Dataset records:
____

//! Internal implementation of the canonical visit identifier.

use crate::{VisitIdError, VisitIdResult};
use std::path::{Path, PathBuf};
use std::{fmt, str::FromStr};

/// Re-exported for convenience.
pub use ::uuid::Uuid;

/// HVN's canonical visit identifier (32 lowercase hex characters, no hyphens).
///
/// This wrapper type guarantees that once constructed, the contained UUID is in HVN's
/// canonical format. It provides type safety for identifier operations and ensures
/// consistent path derivation across the system.
///
/// # When to use this type
/// Use this wrapper whenever you are:
/// - Accepting a visit identifier from *outside* the core (CLI input, API request, etc), or
/// - Deriving a sharded storage path for a visit document, or
/// - Allocating an identifier for a newly created visit.
///
/// Once you have a `VisitId`, you can safely assume the internal UUID is valid and in
/// canonical form.
///
/// # Construction
/// - [`VisitId::new`] generates a new canonical identifier (for new visits).
/// - [`VisitId::parse`] validates an externally supplied identifier.
///
/// # Errors
/// [`VisitId::parse`] returns [`VisitIdError::InvalidInput`] if the input is not already
/// canonical.
#[derive(Clone, Debug, PartialEq, Eq, Hash)]
pub struct VisitId(Uuid);

impl Default for VisitId {
    fn default() -> Self {
        Self::new()
    }
}

impl VisitId {
    /// Generates a new identifier in HVN's canonical form.
    ///
    /// This is suitable for allocating a fresh identifier during visit creation. The
    /// generated UUID is cryptographically secure and follows RFC 4122 version 4.
    pub fn new() -> Self {
        Self(Uuid::new_v4())
    }

    /// Validates and parses an identifier string that must already be in canonical form.
    ///
    /// This does **not** normalise other common UUID forms (for example, hyphenated or
    /// uppercase). Callers must provide the canonical representation. This strict
    /// validation ensures consistency and prevents issues with different identifier
    /// representations reaching the store.
    ///
    /// # Errors
    ///
    /// Returns [`VisitIdError::InvalidInput`] if `input` is not in canonical form.
    pub fn parse(input: &str) -> VisitIdResult<Self> {
        if Self::is_canonical(input) {
            // SAFETY: is_canonical guarantees valid hex, so parse_str will succeed
            let uuid = Uuid::parse_str(input).expect("is_canonical guarantees valid UUID");
            return Ok(Self(uuid));
        }
        Err(VisitIdError::InvalidInput(format!(
            "visit id must be 32 lowercase hex characters without hyphens, got: '{}'",
            input
        )))
    }

    /// Returns the identifier as a `uuid::Uuid`.
    pub fn uuid(&self) -> Uuid {
        self.0
    }

    /// Returns true if `input` is in HVN's canonical identifier form.
    ///
    /// This is a purely syntactic check that validates:
    /// - Exactly 32 bytes long
    /// - Contains only lowercase hex characters (`0-9` and `a-f`)
    pub fn is_canonical(input: &str) -> bool {
        input.len() == 32
            && input
                .bytes()
                .all(|b| matches!(b, b'0'..=b'9' | b'a'..=b'f'))
    }

    /// Returns `parent_dir/<s1>/<s2>/<id>/` where `s1`/`s2` are derived from this identifier.
    ///
    /// This implements HVN's sharding scheme:
    /// - `s1` is the first two hex characters of the identifier
    /// - `s2` is the next two hex characters
    /// - The full identifier forms the leaf directory
    pub fn sharded_dir(&self, parent_dir: &Path) -> PathBuf {
        let canonical = self.0.simple().to_string();
        let s1 = &canonical[0..2];
        let s2 = &canonical[2..4];
        parent_dir.join(s1).join(s2).join(&canonical)
    }
}

impl fmt::Display for VisitId {
    /// Formats the identifier in canonical form (32 lowercase hex characters, no hyphens).
    fn fmt(&self, f: &mut fmt::Formatter<'_>) -> fmt::Result {
        // Display in canonical (simple) form
        write!(f, "{}", self.0.simple())
    }
}

impl FromStr for VisitId {
    type Err = VisitIdError;

    /// Parses a string into a `VisitId`, requiring canonical form.
    ///
    /// This is equivalent to calling [`VisitId::parse`].
    fn from_str(s: &str) -> Result<Self, Self::Err> {
        VisitId::parse(s)
    }
}

#[cfg(feature = "serde")]
impl serde::Serialize for VisitId {
    fn serialize<S>(&self, serializer: S) -> Result<S::Ok, S::Error>
    where
        S: serde::Serializer,
    {
        serializer.serialize_str(&self.to_string())
    }
}

#[cfg(feature = "serde")]
impl<'de> serde::Deserialize<'de> for VisitId {
    fn deserialize<D>(deserializer: D) -> Result<Self, D::Error>
    where
        D: serde::Deserializer<'de>,
    {
        let s = String::deserialize(deserializer)?;
        VisitId::parse(&s).map_err(serde::de::Error::custom)
    }
}

#[cfg(test)]
mod tests {
    use super::*;

    #[test]
    fn new_generates_canonical_id() {
        let id = VisitId::new();
        let canonical = id.to_string();

        assert_eq!(canonical.len(), 32);
        assert!(VisitId::is_canonical(&canonical));
    }

    #[test]
    fn parse_accepts_canonical_id() {
        let canonical = "550e8400e29b41d4a716446655440000";
        let id = VisitId::parse(canonical).expect("canonical form");
        assert_eq!(id.to_string(), canonical);
    }

    #[test]
    fn parse_rejects_hyphenated_id() {
        let result = VisitId::parse("550e8400-e29b-41d4-a716-446655440000");

        match result {
            Err(VisitIdError::InvalidInput(msg)) => {
                assert!(msg.contains("32 lowercase hex characters"));
            }
            other => panic!("expected InvalidInput error, got {other:?}"),
        }
    }

    #[test]
    fn parse_rejects_uppercase_and_bad_lengths() {
        assert!(VisitId::parse("550E8400E29B41D4A716446655440000").is_err());
        assert!(VisitId::parse("550e8400e29b41d4a71644665544000").is_err());
        assert!(VisitId::parse("550e8400e29b41d4a7164466554400000").is_err());
        assert!(VisitId::parse("550e8400e29b41d4a716446655440zzz").is_err());
        assert!(VisitId::parse("").is_err());
    }

    #[test]
    fn sharded_dir_structure() {
        let id = VisitId::parse("550e8400e29b41d4a716446655440000").unwrap();
        let parent = Path::new("/visit_data/visits");
        let sharded = id.sharded_dir(parent);

        assert_eq!(
            sharded,
            PathBuf::from("/visit_data/visits/55/0e/550e8400e29b41d4a716446655440000")
        );
    }

    #[test]
    fn round_trip_new_to_string_to_parse() {
        let original = VisitId::new();
        let parsed = VisitId::parse(&original.to_string()).unwrap();
        assert_eq!(original, parsed);
    }

    #[cfg(feature = "serde")]
    #[test]
    fn serde_round_trip_requires_canonical_form() {
        let id = VisitId::parse("550e8400e29b41d4a716446655440000").unwrap();
        let json = serde_json::to_string(&id).unwrap();
        assert_eq!(json, "\"550e8400e29b41d4a716446655440000\"");

        let back: VisitId = serde_json::from_str(&json).unwrap();
        assert_eq!(back, id);

        let err = serde_json::from_str::<VisitId>("\"not-canonical\"");
        assert!(err.is_err());
    }
}
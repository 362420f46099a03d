//! Checklist schema, normalisation, and note-rendering support.
//!
//! This crate is responsible for the schema-driven side of HVN's documentation workflow:
//! the per-visit-type field schemas, the normalisation rules applied to captured values,
//! the fixed narrative templates, the deterministic note renderer, and the strict YAML
//! wire model for the on-disk visit document.
//!
//! Persistence and workflow state (stores, autosave, sign & lock) live in `hvn-core`.
//! This crate handles pure data and formats only: nothing here performs I/O beyond
//! emitting log events.

pub mod record;
pub mod render;
pub mod schema;
pub mod template;
pub mod wire;

use thiserror::Error;

/// Errors returned by the `checklist` boundary crate.
#[derive(Debug, Error)]
pub enum ChecklistError {
    #[error("unknown visit type: {0}")]
    UnknownVisitType(String),

    #[error("invalid YAML: {0}")]
    InvalidYaml(#[from] serde_yaml::Error),

    #[error("translation error: {0}")]
    Translation(String),
}

pub use record::ChecklistRecord;
pub use render::render;
pub use schema::{FieldDescriptor, FieldKind, SchemaItem, VisitType};
pub use template::NOT_DOCUMENTED;
pub use wire::{document_parse, document_render, VisitDocument};
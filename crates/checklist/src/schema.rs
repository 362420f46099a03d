//! Per-visit-type checklist schemas.
//!
//! Schemas are process-wide static configuration: declared once here, never mutated at
//! runtime, and safe for unsynchronised concurrent reads. Field keys are the join surface
//! between the capture UI, the store, and the note renderer, and must never be renamed
//! without a data migration.

use crate::ChecklistError;
use std::fmt;
use std::str::FromStr;

/// The closed set of visit types HVN documents.
///
/// The visit type is fixed when a visit is created and selects both the checklist schema
/// and the narrative template.
#[derive(Debug, Clone, Copy, PartialEq, Eq, Hash)]
pub enum VisitType {
    /// Start of care.
    Soc,
    /// Initial evaluation.
    InitialEval,
}

impl VisitType {
    /// All registered visit types.
    pub const ALL: &'static [VisitType] = &[VisitType::Soc, VisitType::InitialEval];

    /// The wire name of this visit type, as stored on disk and accepted from callers.
    pub fn as_str(&self) -> &'static str {
        match self {
            VisitType::Soc => "SOC",
            VisitType::InitialEval => "InitialEval",
        }
    }
}

impl fmt::Display for VisitType {
    fn fmt(&self, f: &mut fmt::Formatter<'_>) -> fmt::Result {
        f.write_str(self.as_str())
    }
}

impl FromStr for VisitType {
    type Err = ChecklistError;

    /// Parses a wire name into a visit type.
    ///
    /// # Errors
    ///
    /// Returns [`ChecklistError::UnknownVisitType`] for any name with no registered
    /// schema. Callers must treat this as fatal to the open-visit flow for that visit,
    /// not to the whole session.
    fn from_str(s: &str) -> Result<Self, Self::Err> {
        match s {
            "SOC" => Ok(VisitType::Soc),
            "InitialEval" => Ok(VisitType::InitialEval),
            other => Err(ChecklistError::UnknownVisitType(other.to_string())),
        }
    }
}

/// The value kind of a checklist field.
///
/// The kind drives value normalisation (see [`crate::record`]) and capture presentation.
#[derive(Debug, Clone, Copy, PartialEq, Eq)]
pub enum FieldKind {
    /// Single-line free text.
    Text,
    /// Multi-line free text.
    Multiline,
    /// A calendar date, stored canonically as `YYYY-MM-DD`.
    Date,
    /// One of a fixed option set, stored in the option's canonical casing.
    Choice { options: &'static [&'static str] },
}

/// Canonical option set for yes/no fields.
pub const YES_NO: &[&str] = &["YES", "NO"];

/// One checklist field: key, display label, value kind, and requiredness.
///
/// `required` is advisory: absence does not block a save, it only selects the fallback
/// sentinel during note rendering.
#[derive(Debug, Clone, Copy)]
pub struct FieldDescriptor {
    pub key: &'static str,
    pub label: &'static str,
    pub kind: FieldKind,
    pub required: bool,
}

/// One entry in a schema layout: a section header or a field.
#[derive(Debug, Clone, Copy)]
pub enum SchemaItem {
    Header(&'static str),
    Field(FieldDescriptor),
}

const fn header(text: &'static str) -> SchemaItem {
    SchemaItem::Header(text)
}

const fn text(key: &'static str, label: &'static str, required: bool) -> SchemaItem {
    SchemaItem::Field(FieldDescriptor {
        key,
        label,
        kind: FieldKind::Text,
        required,
    })
}

const fn multiline(key: &'static str, label: &'static str, required: bool) -> SchemaItem {
    SchemaItem::Field(FieldDescriptor {
        key,
        label,
        kind: FieldKind::Multiline,
        required,
    })
}

const fn date(key: &'static str, label: &'static str, required: bool) -> SchemaItem {
    SchemaItem::Field(FieldDescriptor {
        key,
        label,
        kind: FieldKind::Date,
        required,
    })
}

const fn yes_no(key: &'static str, label: &'static str, required: bool) -> SchemaItem {
    SchemaItem::Field(FieldDescriptor {
        key,
        label,
        kind: FieldKind::Choice { options: YES_NO },
        required,
    })
}

/// Start-of-care checklist.
static SOC_SCHEMA: &[SchemaItem] = &[
    header("Header"),
    text("insurance", "Insurance", true),
    date("admit_date", "Admit date", true),
    text(
        "recent_hosp_related_to",
        "Recent hospitalization / related to",
        true,
    ),
    text(
        "homebound_due_to_phrase",
        "Homebound due to (exact phrase)",
        true,
    ),
    text("referred_by_dr", "Referred by DR.", true),
    text("assist_with_adls", "Assist with ADLs", true),
    header("Goal + Plan"),
    text("goal_quote", "GOAL: \"___\"", true),
    text("additional_comments", "ADDITIONAL COMMENTS", true),
    text("plan_sentence", "PLAN (exact sentence if different)", false),
    header("Advance Directive/POA"),
    yes_no("ad_poa_educated", "Patient/caregiver instructed/educated", true),
    yes_no("ad_poa_reviewed", "Forms provided and reviewed", true),
    yes_no("ad_poa_left", "Forms left in home", true),
    header("Medication Safety"),
    text("med_changed_updated", "Changed/Updated medications", true),
    text(
        "med_reconciliation",
        "Performed medication reconciliation this date",
        true,
    ),
    text("meds_present", "All medications present in home", true),
    header("Skilled Obs + Dx flags"),
    text("teaching_training_for", "Teaching and training for", true),
    text("vitals_within_params", "Vitals within parameters?", true),
    text("who_notified", "Who notified (Case Manager/PCP)", true),
    yes_no("dx_htn", "HTN", true),
    yes_no("dx_copd", "COPD", true),
    yes_no("dx_depression", "DEPRESSION", true),
    yes_no("dx_dmii", "DMII", true),
    yes_no("dx_chf", "CHF", true),
    header("Cardiovascular"),
    text("cv_edema", "Edema", true),
    text("cv_palpitations", "Palpitations", true),
    text("cv_endurance", "Endurance", true),
    text("cv_unable_weigh", "Unable to weigh due to", true),
    text("cv_right_cm", "RIGHT (ankle/calf) cm", true),
    text("cv_left_cm", "LEFT (ankle/calf) cm", true),
    header("Resp / GI / Wound / Infection"),
    yes_no("resp_uses_o2", "Uses supplemental oxygen", true),
    text("resp_o2_lpm", "Oxygen L/min", false),
    text("resp_o2_route", "Route (nasal cannula)", false),
    yes_no("resp_nebulizer", "Nebulizer", true),
    text("resp_sob", "Short of Breath", true),
    date("gi_last_bm", "Last bowel movement", true),
    text("gi_appetite", "Appetite", true),
    multiline("wound_statement", "WOUND statement", true),
    yes_no("covid_symptoms_reported", "Covid symptoms reported", true),
    multiline("covid_symptoms_detail", "Symptoms detail/actions", false),
    header("Home safety + Emergency preparedness + PHQ-2"),
    multiline(
        "home_safety_teaching",
        "Home safety teaching (exact phrase)",
        true,
    ),
    text("emerg_family", "FAMILY", true),
    text("emerg_with", "with ___", true),
    text("emerg_special_needs", "special needs of ___", true),
    text("phq2_interest", "PHQ-2 interest answer", true),
    text("phq2_depressed", "PHQ-2 depressed answer", true),
    header("HEP + MD/risks/goals"),
    multiline("gait_balance_training", "GAIT/BALANCE TRAINING", false),
    multiline("transfer_training", "TRANSFER TRAINING", false),
    multiline("ther_ex", "THER EX", false),
    multiline("hep_details", "HEP details", true),
    text("attending_md", "Attending MD", true),
    text("primary_dx_focus", "Primary Dx / focus of care", true),
    multiline("rehosp_risks", "Re-hospitalization risks", true),
    multiline(
        "anticipated_needs_future",
        "Anticipated needs/education future visits",
        true,
    ),
    text("short_term_weeks", "Short term goals weeks", true),
    text("long_term_weeks", "Long term goals weeks", true),
    multiline("patient_identified_goal", "Patient identified goal", true),
    header("Clinical (quick)"),
    multiline("history", "HISTORY", false),
    multiline("rom", "ROM", false),
    multiline("strength", "STRENGTH", false),
    multiline("endurance_obj", "ENDURANCE", false),
    multiline("sensation", "SENSATION", false),
    multiline("transfers", "TRANSFERS", false),
    multiline("gait", "GAIT", false),
    multiline("tinetti", "TINETTI", false),
    multiline("balance_static", "BALANCE STATIC STANDING", false),
    multiline("disease_mgmt", "DISEASE MGMT", false),
    multiline(
        "special_instructions_precautions",
        "SPECIAL INSTRUCTIONS/PRECAUTIONS",
        false,
    ),
];

/// Initial-evaluation checklist.
static INITIAL_EVAL_SCHEMA: &[SchemaItem] = &[
    header("Initial Eval"),
    multiline("ie_subjective", "SUBJECTIVE", false),
    multiline("ie_homebound", "HOMEBOUND", false),
    multiline("ie_referred_by", "REFERRED BY", false),
    multiline("ie_living", "LIVING ARRANGEMENTS", false),
    multiline("ie_history", "HISTORY", false),
    multiline("ie_plof", "PRIOR LEVEL OF FUNCTION", false),
    multiline("ie_falls", "FALL HISTORY", false),
    header("Objective"),
    multiline("ie_rom", "ROM", false),
    multiline("ie_strength", "STRENGTH", false),
    multiline("ie_endurance", "ENDURANCE", false),
    multiline("ie_sensation", "SENSATION", false),
    multiline("ie_transfers", "TRANSFERS", false),
    multiline("ie_gait", "GAIT", false),
    multiline("ie_balance", "BALANCE", false),
    multiline("ie_tinetti", "TINETTI", false),
    header("Skilled"),
    multiline("ie_vitals", "VITALS", false),
    multiline("ie_disease_mgmt", "DISEASE MGMT", false),
    multiline("ie_precautions", "SPECIAL INSTRUCTIONS/PRECAUTIONS", false),
    multiline("ie_home_safety", "HOME SAFETY", false),
    multiline("ie_phq2", "PHQ-2", false),
    header("Interventions"),
    multiline("ie_gait_training", "GAIT/BALANCE TRAINING", false),
    multiline("ie_transfer_training", "TRANSFER TRAINING", false),
    multiline("ie_therex", "THER EX", false),
    header("Goals / Progress"),
    multiline("ie_goals_progress", "GOALS / PROGRESS", false),
];

/// Returns the full schema layout (headers and fields, in capture order) for a visit type.
pub fn layout_for(visit_type: VisitType) -> &'static [SchemaItem] {
    match visit_type {
        VisitType::Soc => SOC_SCHEMA,
        VisitType::InitialEval => INITIAL_EVAL_SCHEMA,
    }
}

/// Returns the ordered field descriptors for a visit type, headers elided.
pub fn fields_for(visit_type: VisitType) -> impl Iterator<Item = &'static FieldDescriptor> {
    layout_for(visit_type).iter().filter_map(|item| match item {
        SchemaItem::Field(descriptor) => Some(descriptor),
        SchemaItem::Header(_) => None,
    })
}

/// Looks up the descriptor for `key` within a visit type's schema.
pub fn descriptor(visit_type: VisitType, key: &str) -> Option<&'static FieldDescriptor> {
    fields_for(visit_type).find(|descriptor| descriptor.key == key)
}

____

▶ [Work item]
Transcribe verbatim. Cover the lines from the first line of the entries above to the line containing "Use this wrapper", inclusive.

▶ [Output of the exercise]
//! Internal implementation of the canonical visit identifier.

use crate::{VisitIdError, VisitIdResult};
use std::path::{Path, PathBuf};
use std::{fmt, str::FromStr};

/// Re-exported for convenience.
pub use ::uuid::Uuid;

/// HVN's canonical visit identifier (32 lowercase hex characters, no hyphens).
///
/// This wrapper type guarantees that once constructed, the contained UUID is in HVN's
/// canonical format. It provides type safety for identifier operations and ensures
/// consistent path derivation across the system.
///
/// # When to use this type
/// Use this wrapper whenever you are:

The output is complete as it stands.